What you will do
The word "unconditionally" marks the lines you need; copy each of them from the data.

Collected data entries
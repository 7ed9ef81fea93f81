//! Dispatch service fanning operations out to analyzer exchanges.
//!
//! Provides [`AnalyzerDispatchService`] which coordinates indexing,
//! analysis, and index maintenance across every analyzer exchange the
//! directory reports.

use crate::analyzer::{
    domain::{
        AnalysisReport, AnalyzerExchange, CleanIndexRequest, DispatchId, IndexId, IndexLaunch,
        IndexResponse, TestItemId,
    },
    ports::{AnalyzerTransport, ExchangeDirectory, TransportError},
    services::reduce,
};
use futures::future;
use std::sync::Arc;
use thiserror::Error;
use tracing::{debug, warn};

/// Service-level errors for dispatch operations.
#[derive(Debug, Clone, Error)]
pub enum DispatchError {
    /// A request to one analyzer exchange failed.
    #[error(transparent)]
    Transport(#[from] TransportError),
}

/// Result type for dispatch service operations.
pub type DispatchResult<T> = Result<T, DispatchError>;

/// Coordinates analyzer operations across all registered exchanges.
///
/// The directory is queried afresh for every operation; membership changes
/// take effect on the next call. An unavailable directory degrades to an
/// empty snapshot, so operations no-op rather than fail. A transport
/// failure against any single exchange fails the whole operation.
#[derive(Clone)]
pub struct AnalyzerDispatchService<D, T>
where
    D: ExchangeDirectory,
    T: AnalyzerTransport,
{
    directory: Arc<D>,
    transport: Arc<T>,
}

impl<D, T> AnalyzerDispatchService<D, T>
where
    D: ExchangeDirectory,
    T: AnalyzerTransport,
{
    /// Creates a new dispatch service.
    #[must_use]
    pub const fn new(directory: Arc<D>, transport: Arc<T>) -> Self {
        Self {
            directory,
            transport,
        }
    }

    /// Returns whether at least one analyzer exchange is registered.
    ///
    /// An unavailable directory reads as "no analyzers".
    pub async fn has_analyzers(&self) -> bool {
        !self.snapshot(DispatchId::new()).await.is_empty()
    }

    /// Sends the launches to every exchange that supports indexing and
    /// returns the total number of items indexed.
    ///
    /// Exchanges without the indexing capability are never contacted.
    /// With zero qualifying exchanges nothing is sent and `Ok(0)` is
    /// returned. Qualifying backends all receive the identical request,
    /// so the fan-out runs concurrently.
    ///
    /// # Errors
    ///
    /// Returns [`DispatchError::Transport`] when any qualifying exchange
    /// cannot be reached or answers with a malformed reply.
    pub async fn index(&self, launches: &[IndexLaunch]) -> DispatchResult<u64> {
        let dispatch_id = DispatchId::new();
        let exchanges = self.snapshot(dispatch_id).await;
        let qualifying: Vec<&AnalyzerExchange> =
            exchanges.iter().filter(|e| e.supports_index()).collect();

        if qualifying.is_empty() {
            debug!(%dispatch_id, "no analyzer exchange supports indexing, nothing sent");
            return Ok(0);
        }

        let replies = future::try_join_all(
            qualifying
                .iter()
                .map(|exchange| self.transport.send_index(exchange.name(), launches)),
        )
        .await?;

        let indexed: u64 = replies.iter().map(IndexResponse::items_indexed).sum();
        debug!(%dispatch_id, analyzers = qualifying.len(), indexed, "index dispatch finished");
        Ok(indexed)
    }

    /// Runs the launch through every registered exchange and returns the
    /// per-backend analysis report.
    ///
    /// Exchanges are processed sequentially in the exact order the
    /// directory returned at call start; the snapshot is never re-queried
    /// mid-call. The launch is owned and exclusively mutated for the
    /// duration of the call: items one backend classifies are removed
    /// before the next backend sees the request.
    ///
    /// # Errors
    ///
    /// Returns [`DispatchError::Transport`] when any exchange cannot be
    /// reached or answers with a malformed reply.
    pub async fn analyze(&self, launch: IndexLaunch) -> DispatchResult<AnalysisReport> {
        let dispatch_id = DispatchId::new();
        let exchanges = self.snapshot(dispatch_id).await;
        let report = reduce::run_analysis(self.transport.as_ref(), &exchanges, launch).await?;
        debug!(
            %dispatch_id,
            analyzers = exchanges.len(),
            contributing = report.len(),
            "analysis dispatch finished"
        );
        Ok(report)
    }

    /// Broadcasts a clean request for the given index and items to every
    /// registered exchange, unconditionally.
    ///
    /// Fire-and-forget: success means every message was handed to the
    /// broker, not that any backend acted on it.
    ///
    /// # Errors
    ///
    /// Returns [`DispatchError::Transport`] when any message cannot be
    /// handed to the broker.
    pub async fn clean_index(
        &self,
        index_id: IndexId,
        item_ids: Vec<TestItemId>,
    ) -> DispatchResult<()> {
        let dispatch_id = DispatchId::new();
        let exchanges = self.snapshot(dispatch_id).await;
        let request = CleanIndexRequest::new(index_id, item_ids);

        future::try_join_all(
            exchanges
                .iter()
                .map(|exchange| self.transport.send_clean(exchange.name(), &request)),
        )
        .await?;

        debug!(%dispatch_id, %index_id, analyzers = exchanges.len(), "clean request broadcast");
        Ok(())
    }

    /// Broadcasts an index deletion to every registered exchange,
    /// unconditionally, with the same fire-and-forget contract as
    /// [`clean_index`](Self::clean_index).
    ///
    /// # Errors
    ///
    /// Returns [`DispatchError::Transport`] when any message cannot be
    /// handed to the broker.
    pub async fn delete_index(&self, index_id: IndexId) -> DispatchResult<()> {
        let dispatch_id = DispatchId::new();
        let exchanges = self.snapshot(dispatch_id).await;

        future::try_join_all(
            exchanges
                .iter()
                .map(|exchange| self.transport.send_delete(exchange.name(), index_id)),
        )
        .await?;

        debug!(%dispatch_id, %index_id, analyzers = exchanges.len(), "delete request broadcast");
        Ok(())
    }

    /// Fetches the current exchange snapshot, degrading to an empty set
    /// when the directory is unavailable.
    async fn snapshot(&self, dispatch_id: DispatchId) -> Vec<AnalyzerExchange> {
        match self.directory.analyzer_exchanges().await {
            Ok(exchanges) => exchanges,
            Err(err) => {
                warn!(%dispatch_id, error = %err, "exchange lookup failed, continuing with empty set");
                Vec::new()
            }
        }
    }
}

Result for this task
    /// registered exchange, unconditionally.
    /// unconditionally, with the same fire-and-forget contract as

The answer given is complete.